The rapid rise in hashing power has been aided by ASICs, or application-specific integrated circuits, which are essentially computers that exist solely to mine Bitcoin. They are incredibly powerful — the top-of-the-line KnCMiner boasts a minimum 3000 GH/s hashing speed. However, that same rig costs nearly $6,000, and is only payable in bitcoin or a direct bank transfer. Needless to say, the barrier to entry in Bitcoin mining is very high.
Bitcoin’s Creeping Centralization
Breaking the arbitrary line of 100 PH/s has coincided with recent controversy over Bitcoin mining pool GHash.IO and its inordinate control over ~45% of the network. If any one entity gains 51% of the network, what’s known as a “51% attack” could potentially be launched against Bitcoin. This would enable the attacker to double-spend transactions and possibly even shut down the network. However, GHash.IO has denied having any intentions to launch such an attack, citing their own hefty investment in the Bitcoin ecosystem.
Bitcoin’s record-breaking hash rate is indicative of how much the mining network has grown in a few short years, from truly humble beginnings into a booming industry of powerful miners who secure the blockchain. Unfortunately, a big chunk of their effort — over 42 PH/s at the time of this writing — is channeled through the massive mining pool GHash.IO. It’s a sign that Bitcoin mining is growing more centralized, and it’s an issue that the community needs to face — one way or another.

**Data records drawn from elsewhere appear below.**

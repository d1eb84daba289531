use async_trait::async_trait;
use std::fmt::Debug;

use super::{LlmRequest, LlmResponse};
use crate::domain::DomainError;

/// Trait for chat-completion providers
///
/// The returned text is untrusted: callers must not assume it is well-formed JSON.
#[async_trait]
pub trait LlmProvider: Send + Sync + Debug {
    /// Send a chat completion request
    async fn chat(&self, model: &str, request: LlmRequest) -> Result<LlmResponse, DomainError>;

    /// Get the provider name
    fn provider_name(&self) -> &'static str;
}

#[cfg(test)]
pub mod mock {
    use super::*;
    use crate::domain::llm::Message;
    use std::sync::Mutex;
    use std::time::Duration;

    /// Scripted provider: answers with the first rule whose needle occurs in the
    /// last user message, otherwise with the default response.
    #[derive(Debug)]
    pub struct MockLlmProvider {
        name: &'static str,
        rules: Vec<(String, String)>,
        default_response: Option<String>,
        error: Option<String>,
        delay: Option<Duration>,
        requests: Mutex<Vec<LlmRequest>>,
    }

    impl MockLlmProvider {
        pub fn new(name: &'static str) -> Self {
            Self {
                name,
                rules: Vec::new(),
                default_response: None,
                error: None,
                delay: None,
                requests: Mutex::new(Vec::new()),
            }
        }

        pub fn with_response(mut self, content: impl Into<String>) -> Self {
            self.default_response = Some(content.into());
            self
        }

        pub fn with_rule(mut self, needle: impl Into<String>, content: impl Into<String>) -> Self {
            self.rules.push((needle.into(), content.into()));
            self
        }

        pub fn with_error(mut self, error: impl Into<String>) -> Self {
            self.error = Some(error.into());
            self
        }

        pub fn with_delay(mut self, delay: Duration) -> Self {
            self.delay = Some(delay);
            self
        }

        pub fn requests(&self) -> Vec<LlmRequest> {
            self.requests.lock().unwrap().clone()
        }
    }

    #[async_trait]
    impl LlmProvider for MockLlmProvider {
        async fn chat(&self, model: &str, request: LlmRequest) -> Result<LlmResponse, DomainError> {
            self.requests.lock().unwrap().push(request.clone());

            if let Some(delay) = self.delay {
                tokio::time::sleep(delay).await;
            }

            if let Some(ref error) = self.error {
                return Err(DomainError::provider(self.name, error));
            }

            let prompt = request.last_user_text().unwrap_or_default();
            let content = self
                .rules
                .iter()
                .find(|(needle, _)| prompt.contains(needle.as_str()))
                .map(|(_, content)| content.clone())
                .or_else(|| self.default_response.clone())
                .ok_or_else(|| DomainError::provider(self.name, "No mock response configured"))?;

            Ok(LlmResponse::new(
                "mock-response".to_string(),
                model.to_string(),
                Message::assistant(content),
            ))
        }

        fn provider_name(&self) -> &'static str {
            self.name
        }
    }

    #[cfg(test)]
    mod tests {
        use super::*;

        #[tokio::test]
        async fn test_rule_matching_prefers_rules_over_default() {
            let provider = MockLlmProvider::new("mock")
                .with_rule("extract", "{\"age\": 30}")
                .with_response("fallback");

            let matched = provider
                .chat("m", LlmRequest::builder().user("please extract").build())
                .await
                .unwrap();
            let unmatched = provider
                .chat("m", LlmRequest::builder().user("other").build())
                .await
                .unwrap();

            assert_eq!(matched.content(), "{\"age\": 30}");
            assert_eq!(unmatched.content(), "fallback");
            assert_eq!(provider.requests().len(), 2);
        }

        #[tokio::test]
        async fn test_error_is_returned() {
            let provider = MockLlmProvider::new("mock").with_error("down");
            let result = provider
                .chat("m", LlmRequest::builder().user("x").build())
                .await;

            assert!(result.is_err());
        }
    }
}
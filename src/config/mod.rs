//! Layered application configuration

mod app_config;

pub use app_config::{
    AppConfig, CorpusConfig, EmbeddingConfig, LlmConfig, LogFormat, LoggingConfig, ServerConfig,
};
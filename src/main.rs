use clap::Parser;
use claim_adjudicator::cli::{self, Cli, Command};

#[tokio::main]
async fn main() -> anyhow::Result<()> {
    let cli = Cli::parse();

    match cli.command {
        Command::Serve => cli::serve::run().await,
        Command::Ask(args) => cli::ask::run(args).await,
    }
}
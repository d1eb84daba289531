use serde::{Deserialize, Serialize};

/// Role of a message in the conversation
#[derive(Debug, Clone, PartialEq, Eq, Serialize, Deserialize)]
#[serde(rename_all = "lowercase")]
pub enum MessageRole {
    User,
    Assistant,
}

/// A message in a conversation
#[derive(Debug, Clone, Serialize, Deserialize)]
pub struct Message {
    pub role: MessageRole,
    content: String,
}

impl Message {
    pub fn user(content: impl Into<String>) -> Self {
        Self {
            role: MessageRole::User,
            content: content.into(),
        }
    }

    pub fn assistant(content: impl Into<String>) -> Self {
        Self {
            role: MessageRole::Assistant,
            content: content.into(),
        }
    }

    pub fn content_text(&self) -> &str {
        &self.content
    }
}
//! Embedding response types

use serde::{Deserialize, Serialize};

/// A single embedding vector
#[derive(Debug, Clone, Serialize, Deserialize)]
pub struct Embedding {
    index: usize,
    embedding: Vec<f32>,
}

impl Embedding {
    pub fn new(index: usize, embedding: Vec<f32>) -> Self {
        Self { index, embedding }
    }

    pub fn index(&self) -> usize {
        self.index
    }

    pub fn vector(&self) -> &[f32] {
        &self.embedding
    }

    pub fn into_vector(self) -> Vec<f32> {
        self.embedding
    }
}

/// Usage statistics for embedding request
#[derive(Debug, Clone, Serialize, Deserialize)]
pub struct EmbeddingUsage {
    prompt_tokens: u32,
    total_tokens: u32,
}

impl EmbeddingUsage {
    pub fn new(prompt_tokens: u32, total_tokens: u32) -> Self {
        Self {
            prompt_tokens,
            total_tokens,
        }
    }

    pub fn total_tokens(&self) -> u32 {
        self.total_tokens
    }
}

/// Response from an embedding request
#[derive(Debug, Clone, Serialize, Deserialize)]
pub struct EmbeddingResponse {
    model: String,
    data: Vec<Embedding>,
    usage: EmbeddingUsage,
}

impl EmbeddingResponse {
    pub fn new(model: String, data: Vec<Embedding>, usage: EmbeddingUsage) -> Self {
        Self { model, data, usage }
    }

    pub fn model(&self) -> &str {
        &self.model
    }

    pub fn embeddings(&self) -> &[Embedding] {
        &self.data
    }

    pub fn usage(&self) -> &EmbeddingUsage {
        &self.usage
    }

    /// Consume the response and return the vector at position 0 of the batch
    pub fn into_first_vector(self) -> Option<Vec<f32>> {
        self.data
            .into_iter()
            .min_by_key(|e| e.index())
            .map(Embedding::into_vector)
    }
}

#[cfg(test)]
mod tests {
    use super::*;

    #[test]
    fn test_into_first_vector_uses_lowest_index() {
        let response = EmbeddingResponse::new(
            "test-model".into(),
            vec![
                Embedding::new(1, vec![0.3, 0.4]),
                Embedding::new(0, vec![0.1, 0.2]),
            ],
            EmbeddingUsage::new(4, 4),
        );

        assert_eq!(response.usage().total_tokens(), 4);
        assert_eq!(response.into_first_vector(), Some(vec![0.1, 0.2]));
    }

    #[test]
    fn test_into_first_vector_empty() {
        let response =
            EmbeddingResponse::new("m".into(), vec![], EmbeddingUsage::new(0, 0));

        assert!(response.into_first_vector().is_none());
    }
}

Bitcoin as a Force of Nature
Regardless of the debate over mining pools, it’s fascinating to think about the sheer power that’s behind the Bitcoin network. The blockchain is the backbone to the world’s first decentralized digital currency, and it’s powered by over 100 PH/s of computational strength. That fact alone means that the Bitcoin network has incredible — indeed, record-breaking — power behind its very infrastructure. It’s just unfortunate that gaining 51% of mining power grants unfair abilities.
As Uncle Ben so eloquently said, “With great power comes great responsibility.”